Let's take a deeper look at what happened and see if there is enough substance for a possible recovery.
Volatility is hitting hard
Burberry shares have fallen 66% over a 12-month period, from 2,180p at this time last year to current levels of 737p. In 2024 alone, they have fallen 47% from 1,416p at the start of the year to current levels.
It's not hard to identify the recent troubles of one of the world's most recognizable fashion brands. Economic volatility around the world has affected many sectors and companies, and luxury fashion and Burberry have been affected.
Rising inflation, slowing growth in key markets such as China and, in turn, declining spending have hurt business.
In its latest update, a first-quarter report released on July 15, the company said that in-store sales fell 21% compared to the same period last year. This came on the back of multiple profit warnings prior to this update. In fact, the company is on track to post an operating loss for the current half year.
Recovery or continued decline?
I'm an optimist, but I'm not even excited about Burberry's stock. However, the fact is that its brand power, broad reach and growth potential are exciting.

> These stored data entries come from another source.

// =============================================================================
// Overlay Configuration: per-granularity indicator periods with atomic save
// =============================================================================
//
// Every tunable period the overlays use lives here, keyed by chart interval.
// The record is plain data: the orchestrator receives a clone per request,
// so nothing reads mutable global state while computing.
//
// Persistence uses an atomic tmp + rename pattern to prevent corruption on
// crash. All fields carry `#[serde(default)]` so that adding new fields
// never breaks loading an older config file.
//
// =============================================================================

use std::collections::BTreeMap;
use std::path::Path;

use anyhow::{Context, Result};
use serde::{Deserialize, Serialize};
use tracing::info;

use crate::error::SeriesError;
use crate::indicators::IchimokuParams;
use crate::types::ChartInterval;
use crate::validation::ensure_period;

// =============================================================================
// Default-value helpers (required by serde `default = "..."` attribute)
// =============================================================================

fn default_symbol() -> String {
    "AAPL".to_string()
}

fn default_outputsize() -> usize {
    200
}

fn default_max_outputsize() -> usize {
    5000
}

fn default_bollinger_multiplier() -> f64 {
    crate::indicators::DEFAULT_MULTIPLIER
}

fn default_cache_ttl_secs() -> u64 {
    300
}

fn default_intervals() -> BTreeMap<ChartInterval, IntervalPeriods> {
    let mut map = BTreeMap::new();
    map.insert(
        ChartInterval::OneDay,
        IntervalPeriods::new(vec![5, 25, 75], 25, ichimoku(9, 25, 52, 25)),
    );
    map.insert(
        ChartInterval::OneWeek,
        IntervalPeriods::new(vec![13, 26, 52], 26, ichimoku(13, 25, 52, 25)),
    );
    map.insert(
        ChartInterval::OneMonth,
        IntervalPeriods::new(vec![9, 24, 60], 24, ichimoku(9, 23, 60, 25)),
    );
    map
}

fn ichimoku(tenkan: usize, kijun: usize, senkou_b: usize, offset: usize) -> IchimokuParams {
    IchimokuParams {
        tenkan_period: tenkan,
        kijun_period: kijun,
        senkou_b_period: senkou_b,
        chikou_offset_period: offset,
    }
}

// =============================================================================
// IntervalPeriods
// =============================================================================

/// Indicator periods for one chart interval.
#[derive(Debug, Clone, PartialEq, Serialize, Deserialize)]
pub struct IntervalPeriods {
    /// Moving-average lines drawn on the candle pane.
    #[serde(default)]
    pub sma_periods: Vec<usize>,

    /// Period of the moving average the Bollinger Bands wrap.
    pub bollinger_period: usize,

    pub ichimoku: IchimokuParams,
}

impl IntervalPeriods {
    pub fn new(sma_periods: Vec<usize>, bollinger_period: usize, ichimoku: IchimokuParams) -> Self {
        Self {
            sma_periods,
            bollinger_period,
            ichimoku,
        }
    }

    /// Periods used for an interval the config file does not mention.
    pub fn fallback() -> Self {
        Self::new(Vec::new(), 20, ichimoku(9, 25, 52, 26))
    }

    /// Reject zero periods anywhere in the set.
    pub fn validate(&self) -> Result<(), SeriesError> {
        for &p in &self.sma_periods {
            ensure_period("sma_periods", p)?;
        }
        ensure_period("bollinger_period", self.bollinger_period)?;
        self.ichimoku.validate()
    }
}

// =============================================================================
// OverlayConfig
// =============================================================================

/// Top-level configuration for the overlay service.
#[derive(Debug, Clone, Serialize, Deserialize)]
pub struct OverlayConfig {
    // --- Request defaults ---------------------------------------------------

    /// Symbol charted when a request names none.
    #[serde(default = "default_symbol")]
    pub default_symbol: String,

    #[serde(default)]
    pub default_interval: ChartInterval,

    /// Bars requested when a request names no size.
    #[serde(default = "default_outputsize")]
    pub default_outputsize: usize,

    /// Upper bound on bars per request (upstream hard limit).
    #[serde(default = "default_max_outputsize")]
    pub max_outputsize: usize,

    // --- Indicators ---------------------------------------------------------

    #[serde(default = "default_bollinger_multiplier")]
    pub bollinger_multiplier: f64,

    #[serde(default = "default_intervals")]
    pub intervals: BTreeMap<ChartInterval, IntervalPeriods>,

    // --- Upstream -----------------------------------------------------------

    /// How long fetched series are reused before hitting the feed again.
    #[serde(default = "default_cache_ttl_secs")]
    pub cache_ttl_secs: u64,
}

impl Default for OverlayConfig {
    fn default() -> Self {
        Self {
            default_symbol: default_symbol(),
            default_interval: ChartInterval::default(),
            default_outputsize: default_outputsize(),
            max_outputsize: default_max_outputsize(),
            bollinger_multiplier: default_bollinger_multiplier(),
            intervals: default_intervals(),
            cache_ttl_secs: default_cache_ttl_secs(),
        }
    }
}

impl OverlayConfig {
    /// Periods for `interval`, or the fallback set when unconfigured.
    pub fn periods_for(&self, interval: ChartInterval) -> IntervalPeriods {
        self.intervals
            .get(&interval)
            .cloned()
            .unwrap_or_else(IntervalPeriods::fallback)
    }

    /// Replace the periods for one interval after validating them.
    pub fn set_periods(
        &mut self,
        interval: ChartInterval,
        periods: IntervalPeriods,
    ) -> Result<(), SeriesError> {
        periods.validate()?;
        info!(
            interval = %interval,
            sma = ?periods.sma_periods,
            bollinger = periods.bollinger_period,
            ichimoku = %periods.ichimoku,
            "interval periods updated"
        );
        self.intervals.insert(interval, periods);
        Ok(())
    }

    /// Load configuration from a JSON file at `path`.
    ///
    /// If the file does not exist, returns an error so the caller can fall
    /// back to defaults with a warning.
    pub fn load(path: impl AsRef<Path>) -> Result<Self> {
        let path = path.as_ref();

        let content = std::fs::read_to_string(path)
            .with_context(|| format!("failed to read overlay config from {}", path.display()))?;

        let config: Self = serde_json::from_str(&content)
            .with_context(|| format!("failed to parse overlay config from {}", path.display()))?;

        for (interval, periods) in &config.intervals {
            periods
                .validate()
                .with_context(|| format!("invalid periods for {interval} in {}", path.display()))?;
        }

        info!(
            path = %path.display(),
            intervals = config.intervals.len(),
            default_symbol = %config.default_symbol,
            "overlay config loaded"
        );

        Ok(config)
    }

    /// Persist the current configuration to `path` using an atomic write
    /// (write to `.tmp`, then rename).
    pub fn save(&self, path: impl AsRef<Path>) -> Result<()> {
        let path = path.as_ref();

        let content = serde_json::to_string_pretty(self)
            .context("failed to serialise overlay config to JSON")?;

        let tmp_path = path.with_extension("json.tmp");

        std::fs::write(&tmp_path, &content)
            .with_context(|| format!("failed to write tmp config to {}", tmp_path.display()))?;

        std::fs::rename(&tmp_path, path)
            .with_context(|| format!("failed to rename tmp config to {}", path.display()))?;

        info!(path = %path.display(), "overlay config saved (atomic)");
        Ok(())
    }
}

// =============================================================================
// Tests
// =============================================================================
#[cfg(test)]
mod tests {
    use super::*;

    #[test]
    fn default_config_has_expected_values() {
        let cfg = OverlayConfig::default();
        assert_eq!(cfg.default_symbol, "AAPL");
        assert_eq!(cfg.default_interval, ChartInterval::OneDay);
        assert_eq!(cfg.default_outputsize, 200);
        assert!((cfg.bollinger_multiplier - 2.0).abs() < f64::EPSILON);

        let day = cfg.periods_for(ChartInterval::OneDay);
        assert_eq!(day.sma_periods, vec![5, 25, 75]);
        assert_eq!(day.bollinger_period, 25);
        assert_eq!(day.ichimoku, ichimoku(9, 25, 52, 25));

        let month = cfg.periods_for(ChartInterval::OneMonth);
        assert_eq!(month.sma_periods, vec![9, 24, 60]);
        assert_eq!(month.ichimoku.kijun_period, 23);
    }

    #[test]
    fn deserialise_empty_json_uses_defaults() {
        let cfg: OverlayConfig = serde_json::from_str("{}").unwrap();
        assert_eq!(cfg.intervals.len(), 3);
        assert_eq!(cfg.max_outputsize, 5000);
        assert_eq!(cfg.cache_ttl_secs, 300);
    }

    #[test]
    fn deserialise_partial_json_fills_defaults() {
        let json = r#"{
            "default_symbol": "MSFT",
            "intervals": {
                "1week": {
                    "sma_periods": [10],
                    "bollinger_period": 10,
                    "ichimoku": {
                        "tenkan_period": 7,
                        "kijun_period": 22,
                        "senkou_b_period": 44,
                        "chikou_offset_period": 22
                    }
                }
            }
        }"#;
        let cfg: OverlayConfig = serde_json::from_str(json).unwrap();
        assert_eq!(cfg.default_symbol, "MSFT");
        assert_eq!(cfg.default_outputsize, 200);
        assert_eq!(cfg.periods_for(ChartInterval::OneWeek).sma_periods, vec![10]);
        // Intervals the file leaves out fall back.
        assert_eq!(
            cfg.periods_for(ChartInterval::OneDay),
            IntervalPeriods::fallback()
        );
    }

    #[test]
    fn fallback_matches_classic_ichimoku_offset() {
        let fb = IntervalPeriods::fallback();
        assert!(fb.sma_periods.is_empty());
        assert_eq!(fb.ichimoku.chikou_offset_period, 26);
    }

    #[test]
    fn set_periods_rejects_zero() {
        let mut cfg = OverlayConfig::default();
        let bad = IntervalPeriods::new(vec![5, 0], 5, ichimoku(9, 26, 52, 26));
        assert!(cfg.set_periods(ChartInterval::OneDay, bad).is_err());
        assert_eq!(cfg.periods_for(ChartInterval::OneDay).sma_periods, vec![5, 25, 75]);

        let good = IntervalPeriods::new(vec![20], 20, ichimoku(9, 26, 52, 26));
        cfg.set_periods(ChartInterval::OneDay, good.clone()).unwrap();
        assert_eq!(cfg.periods_for(ChartInterval::OneDay), good);
    }

    #[test]
    fn save_then_load_roundtrip() {
        let dir = std::env::temp_dir().join(format!("overlay-config-{}", std::process::id()));
        std::fs::create_dir_all(&dir).unwrap();
        let path = dir.join("overlay_config.json");

        let mut cfg = OverlayConfig::default();
        cfg.default_symbol = "NVDA".into();
        cfg.save(&path).unwrap();

        let loaded = OverlayConfig::load(&path).unwrap();
        assert_eq!(loaded.default_symbol, "NVDA");
        assert_eq!(loaded.intervals, cfg.intervals);
        assert!(!path.with_extension("json.tmp").exists());

        std::fs::remove_dir_all(&dir).unwrap();
    }

    #[test]
    fn load_missing_file_is_an_error() {
        assert!(OverlayConfig::load("/nonexistent/overlay_config.json").is_err());
    }
}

The last point could be the key to any recovery. With such a strong presence and track record of success in Asia, one of the richest regions in the world, there is potential for profits to pick up in the long term. This is linked to rising wealth in this area. However, past performance is never a guarantee of the future.
From a valuation perspective, I must admit that Burberry's current valuation is tempting, with the stock trading at a price-to-earnings ratio of just nine. To put that into context, the historical average is over 22, so the stock is in bargain territory.
What about yields? Well, when a share price falls, the dividend yield rises. However, Burberry recently announced that it will suspend payments, at least for now. So I have one less thing to add to the plus column as part of my investment argument. However, as dividends are never guaranteed, it's not something I couldn't foresee after a turbulent period.
My verdict
I think that once the volatility calms down, Burberry could get back on track, profits could rise and the share price could rise once again, provided there are interest rate cuts and China's economic problems calm down.
In my opinion, it's a long road ahead. As a reckless investor interested in long-term investments, I'd be lying if I didn't say I was tempted.
However, I feel my money is better invested in what I consider to be better options at this time to help me build wealth. However, I will certainly keep an eye on developments and may review my position soon.